(TASK INPUT)

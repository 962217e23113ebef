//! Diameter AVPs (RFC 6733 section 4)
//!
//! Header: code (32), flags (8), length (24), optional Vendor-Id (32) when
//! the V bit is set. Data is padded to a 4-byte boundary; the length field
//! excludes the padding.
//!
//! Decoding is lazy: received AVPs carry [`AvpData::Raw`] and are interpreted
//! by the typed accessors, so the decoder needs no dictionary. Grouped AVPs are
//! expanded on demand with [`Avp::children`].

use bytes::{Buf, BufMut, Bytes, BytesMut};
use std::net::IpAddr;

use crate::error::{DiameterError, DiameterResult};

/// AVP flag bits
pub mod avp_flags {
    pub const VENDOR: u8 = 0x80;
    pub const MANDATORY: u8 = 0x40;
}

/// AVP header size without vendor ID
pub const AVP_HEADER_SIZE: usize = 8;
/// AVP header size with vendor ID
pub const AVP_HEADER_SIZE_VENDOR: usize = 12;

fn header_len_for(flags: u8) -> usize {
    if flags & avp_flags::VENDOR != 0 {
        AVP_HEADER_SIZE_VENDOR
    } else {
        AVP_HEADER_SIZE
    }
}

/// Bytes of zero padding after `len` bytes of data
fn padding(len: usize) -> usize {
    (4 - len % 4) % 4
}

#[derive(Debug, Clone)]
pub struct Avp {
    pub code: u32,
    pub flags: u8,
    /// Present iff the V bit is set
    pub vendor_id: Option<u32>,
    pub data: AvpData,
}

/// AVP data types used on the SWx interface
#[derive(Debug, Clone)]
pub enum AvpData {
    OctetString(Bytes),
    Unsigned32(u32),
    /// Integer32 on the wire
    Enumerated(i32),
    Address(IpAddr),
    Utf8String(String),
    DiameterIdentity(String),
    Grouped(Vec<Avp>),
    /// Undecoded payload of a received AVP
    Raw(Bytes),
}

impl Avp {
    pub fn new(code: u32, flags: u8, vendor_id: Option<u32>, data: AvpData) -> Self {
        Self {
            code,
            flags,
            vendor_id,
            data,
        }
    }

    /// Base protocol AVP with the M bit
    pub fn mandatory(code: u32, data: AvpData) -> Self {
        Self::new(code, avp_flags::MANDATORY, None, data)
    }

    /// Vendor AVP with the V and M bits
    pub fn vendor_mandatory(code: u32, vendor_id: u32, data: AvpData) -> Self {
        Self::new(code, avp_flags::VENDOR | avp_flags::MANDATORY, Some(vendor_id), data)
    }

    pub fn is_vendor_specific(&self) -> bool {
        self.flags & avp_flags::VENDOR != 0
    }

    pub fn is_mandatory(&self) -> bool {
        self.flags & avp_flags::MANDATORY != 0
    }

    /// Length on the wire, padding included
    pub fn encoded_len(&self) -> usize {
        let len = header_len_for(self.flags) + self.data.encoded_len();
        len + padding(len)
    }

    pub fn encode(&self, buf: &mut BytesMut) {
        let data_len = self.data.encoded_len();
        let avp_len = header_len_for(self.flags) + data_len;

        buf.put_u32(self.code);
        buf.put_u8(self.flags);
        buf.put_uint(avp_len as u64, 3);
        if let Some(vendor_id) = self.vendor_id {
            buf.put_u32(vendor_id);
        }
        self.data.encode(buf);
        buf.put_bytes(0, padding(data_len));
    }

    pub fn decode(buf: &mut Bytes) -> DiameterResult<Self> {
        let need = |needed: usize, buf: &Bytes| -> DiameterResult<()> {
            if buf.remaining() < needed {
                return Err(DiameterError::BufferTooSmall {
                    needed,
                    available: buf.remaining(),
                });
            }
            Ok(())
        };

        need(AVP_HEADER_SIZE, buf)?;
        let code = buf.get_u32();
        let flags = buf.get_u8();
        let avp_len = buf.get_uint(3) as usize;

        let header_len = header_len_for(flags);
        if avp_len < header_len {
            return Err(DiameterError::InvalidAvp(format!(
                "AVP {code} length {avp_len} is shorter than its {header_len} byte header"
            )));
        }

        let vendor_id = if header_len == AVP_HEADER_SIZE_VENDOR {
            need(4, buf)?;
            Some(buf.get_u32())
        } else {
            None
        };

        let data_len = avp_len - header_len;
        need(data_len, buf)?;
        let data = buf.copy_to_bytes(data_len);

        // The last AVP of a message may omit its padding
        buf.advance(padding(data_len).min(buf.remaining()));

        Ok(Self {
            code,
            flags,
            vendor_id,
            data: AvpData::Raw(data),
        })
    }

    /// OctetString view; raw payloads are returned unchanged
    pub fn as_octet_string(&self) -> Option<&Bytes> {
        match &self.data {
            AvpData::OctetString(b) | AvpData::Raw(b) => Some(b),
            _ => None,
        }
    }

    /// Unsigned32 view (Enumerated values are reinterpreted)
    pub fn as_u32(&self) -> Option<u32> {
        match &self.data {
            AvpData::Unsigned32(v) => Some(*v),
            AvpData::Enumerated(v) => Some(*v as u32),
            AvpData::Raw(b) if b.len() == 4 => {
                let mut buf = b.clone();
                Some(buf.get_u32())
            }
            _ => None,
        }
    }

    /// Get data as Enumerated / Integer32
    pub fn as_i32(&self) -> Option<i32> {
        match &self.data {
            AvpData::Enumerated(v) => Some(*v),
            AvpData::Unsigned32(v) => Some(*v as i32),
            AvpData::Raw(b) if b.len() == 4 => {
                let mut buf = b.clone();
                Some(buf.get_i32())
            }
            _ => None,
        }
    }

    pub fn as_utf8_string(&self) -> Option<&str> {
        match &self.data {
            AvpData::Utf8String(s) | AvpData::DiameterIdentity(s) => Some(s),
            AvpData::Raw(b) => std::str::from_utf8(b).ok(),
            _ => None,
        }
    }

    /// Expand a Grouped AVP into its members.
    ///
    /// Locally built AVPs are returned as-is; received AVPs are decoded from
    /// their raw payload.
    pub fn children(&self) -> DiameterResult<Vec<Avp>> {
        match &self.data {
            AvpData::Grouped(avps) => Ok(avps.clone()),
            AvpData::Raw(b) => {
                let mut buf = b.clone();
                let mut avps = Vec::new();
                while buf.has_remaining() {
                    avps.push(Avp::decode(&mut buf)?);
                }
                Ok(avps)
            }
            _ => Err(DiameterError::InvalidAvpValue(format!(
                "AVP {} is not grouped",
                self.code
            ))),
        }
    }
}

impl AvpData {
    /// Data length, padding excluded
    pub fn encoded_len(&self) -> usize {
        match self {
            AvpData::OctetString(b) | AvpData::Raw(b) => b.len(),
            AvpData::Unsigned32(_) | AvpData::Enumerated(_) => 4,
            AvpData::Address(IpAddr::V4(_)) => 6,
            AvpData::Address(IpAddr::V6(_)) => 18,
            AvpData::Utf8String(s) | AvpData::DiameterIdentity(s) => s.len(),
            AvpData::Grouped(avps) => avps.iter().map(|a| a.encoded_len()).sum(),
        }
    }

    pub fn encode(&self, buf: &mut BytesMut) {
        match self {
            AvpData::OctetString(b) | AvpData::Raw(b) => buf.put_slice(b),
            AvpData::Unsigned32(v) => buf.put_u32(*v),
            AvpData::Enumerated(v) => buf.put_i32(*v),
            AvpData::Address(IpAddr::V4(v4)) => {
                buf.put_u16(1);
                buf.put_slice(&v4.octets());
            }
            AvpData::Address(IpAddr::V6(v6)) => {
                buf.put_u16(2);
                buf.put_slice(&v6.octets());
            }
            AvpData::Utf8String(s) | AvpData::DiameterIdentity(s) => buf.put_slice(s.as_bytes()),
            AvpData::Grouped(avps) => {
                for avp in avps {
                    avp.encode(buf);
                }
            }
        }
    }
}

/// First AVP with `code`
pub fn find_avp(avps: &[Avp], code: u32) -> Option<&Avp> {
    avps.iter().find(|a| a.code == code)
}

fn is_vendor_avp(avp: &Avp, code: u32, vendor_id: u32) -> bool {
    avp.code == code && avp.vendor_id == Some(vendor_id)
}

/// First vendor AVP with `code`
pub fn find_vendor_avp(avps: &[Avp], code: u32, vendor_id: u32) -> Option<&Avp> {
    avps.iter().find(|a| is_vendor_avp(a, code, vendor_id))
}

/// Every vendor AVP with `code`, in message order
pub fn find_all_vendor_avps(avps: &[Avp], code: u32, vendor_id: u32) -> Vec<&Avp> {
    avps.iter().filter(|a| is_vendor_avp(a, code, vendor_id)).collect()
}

(End TASK INPUT)

→ DIRECTIONS
Look through the entries above; copy every line holding the string "padding".

→ WRITTEN ANSWER
//! excludes the padding.
/// Bytes of zero padding after `len` bytes of data
fn padding(len: usize) -> usize {
    /// Length on the wire, padding included
        len + padding(len)
        buf.put_bytes(0, padding(data_len));
        // The last AVP of a message may omit its padding
        buf.advance(padding(data_len).min(buf.remaining()));
    /// Data length, padding excluded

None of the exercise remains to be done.